# Last pen for 2009



## apple320 (Dec 30, 2009)

Have a great new year.

Chris


----------



## cnirenberg (Dec 30, 2009)

Chris,
Nice way to finish out the year.  I like the looks of this FP. Have a Happy New Year as well.


----------



## mrburls (Dec 30, 2009)

Beautifully made pen Chris.
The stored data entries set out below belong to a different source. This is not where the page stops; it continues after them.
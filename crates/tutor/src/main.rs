//! Tutor CLI - answers physics, chemistry and mathematics questions.
//!
//! Questions can be typed or read from a photo (OCR). Answers come from a
//! hosted inference service; rate limits are retried with backoff.
//!
//! # Usage
//!
//! ```bash
//! # Ask a typed question
//! tutor ask --subject physics "What is Newton's second law?"
//!
//! # Ask from a photo of the question
//! tutor ask --subject chemistry --image ~/Pictures/question.jpg
//!
//! # Talk to the virtual consultant
//! tutor chat
//!
//! # View configuration
//! tutor config show
//! ```

use clap::{Parser, Subcommand};

mod cli;
mod logging;

/// Tutor - answers subject questions, typed or photographed.
#[derive(Parser, Debug)]
#[command(name = "tutor")]
#[command(author, version, about, long_about = None)]
#[command(propagate_version = true)]
struct Cli {
    /// Enable verbose (debug) logging
    #[arg(short, long, global = true)]
    verbose: bool,

    /// Output logs in JSON format
    #[arg(long, global = true)]
    json_logs: bool,

    #[command(subcommand)]
    command: Commands,
}

/// Available commands.
#[derive(Subcommand, Debug)]
enum Commands {
    /// Ask a question and print the answer
    Ask(cli::ask::AskArgs),

    /// Chat with the virtual consultant
    Chat(cli::chat::ChatArgs),

    /// View and manage configuration
    Config(cli::config::ConfigArgs),
}

#[tokio::main]
async fn main() -> anyhow::Result<()> {
    let cli = Cli::parse();

    // Logging isn't initialized yet, so use eprintln for config warnings.
    let config = match tutor_core::Config::load() {
        Ok(config) => config,
        Err(e) => {
            eprintln!(
                "Warning: Failed to load config: {e}\n  \
                 Using default configuration. Check your config file with `tutor config path`."
            );
            tutor_core::Config::default()
        }
    };
    logging::init_from_config(&config, cli.verbose, cli.json_logs);

    tracing::debug!("Tutor v{}", tutor_core::VERSION);

    match cli.command {
        Commands::Ask(args) => cli::ask::execute(args, &config).await,
        Commands::Chat(args) => cli::chat::execute(args, &config).await,
        Commands::Config(args) => cli::config::execute(args).await,
    }
}

#[cfg(test)]
mod tests {
    use super::*;
    use clap::CommandFactory;

    #[test]
    fn cli_definition_is_valid() {
        Cli::command().debug_assert();
    }

    #[test]
    fn global_flags_work_after_subcommand() {
        let cli = Cli::parse_from(["tutor", "ask", "-s", "physics", "q", "--verbose"]);
        assert!(cli.verbose);
        assert!(matches!(cli.command, Commands::Ask(_)));
    }

    #[test]
    fn set_key_parses_service() {
        let cli = Cli::parse_from(["tutor", "config", "set-key", "inference", "abc"]);
        match cli.command {
            Commands::Config(args) => assert!(matches!(
                args.command,
                cli::config::ConfigCommand::SetKey {
                    service: cli::config::Service::Inference,
                    ..
                }
            )),
            other => panic!("unexpected command: {other:?}"),
        }
    }
}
I like that material you used. 

Keith "mrburls"


----------



## jleiwig (Dec 30, 2009)

Beautiful!


----------



## Chris88 (Dec 30, 2009)

Chris that's a beautiful pen.


----------



## rjwolfe3 (Dec 30, 2009)

That is gorgeous!


----------



## OKLAHOMAN (Dec 30, 2009)

Great use of the Shaffer Serpent blank, must of been a bear to thread.


----------



## jbostian (Dec 30, 2009)

Great looking pen.  I really like the blank you used.

Jamie


----------



## chrisk (Dec 30, 2009)

Beautiful pen.


----------



## johncrane (Dec 30, 2009)

Excellent!! happy new year!arty::drink::bananen_smilies022:


----------



## Oldwagon (Dec 31, 2009)

Very nice.I hope to do one of those soon.  Todd


----------



## robutacion (Dec 31, 2009)

Wow, the blank and pen are very nice but, what camera do you have to that those pics?

Cheers
George


----------



## apple320 (Dec 31, 2009)

*What camera*

I use a little Canon Powershot DS1100IS for my pics.  This little baby goes every where with me.  She has been to Paris, Roma, Florenza, Faro and Scotland and never let me down once.


Thank you all for the comments on my pen.

Chris


----------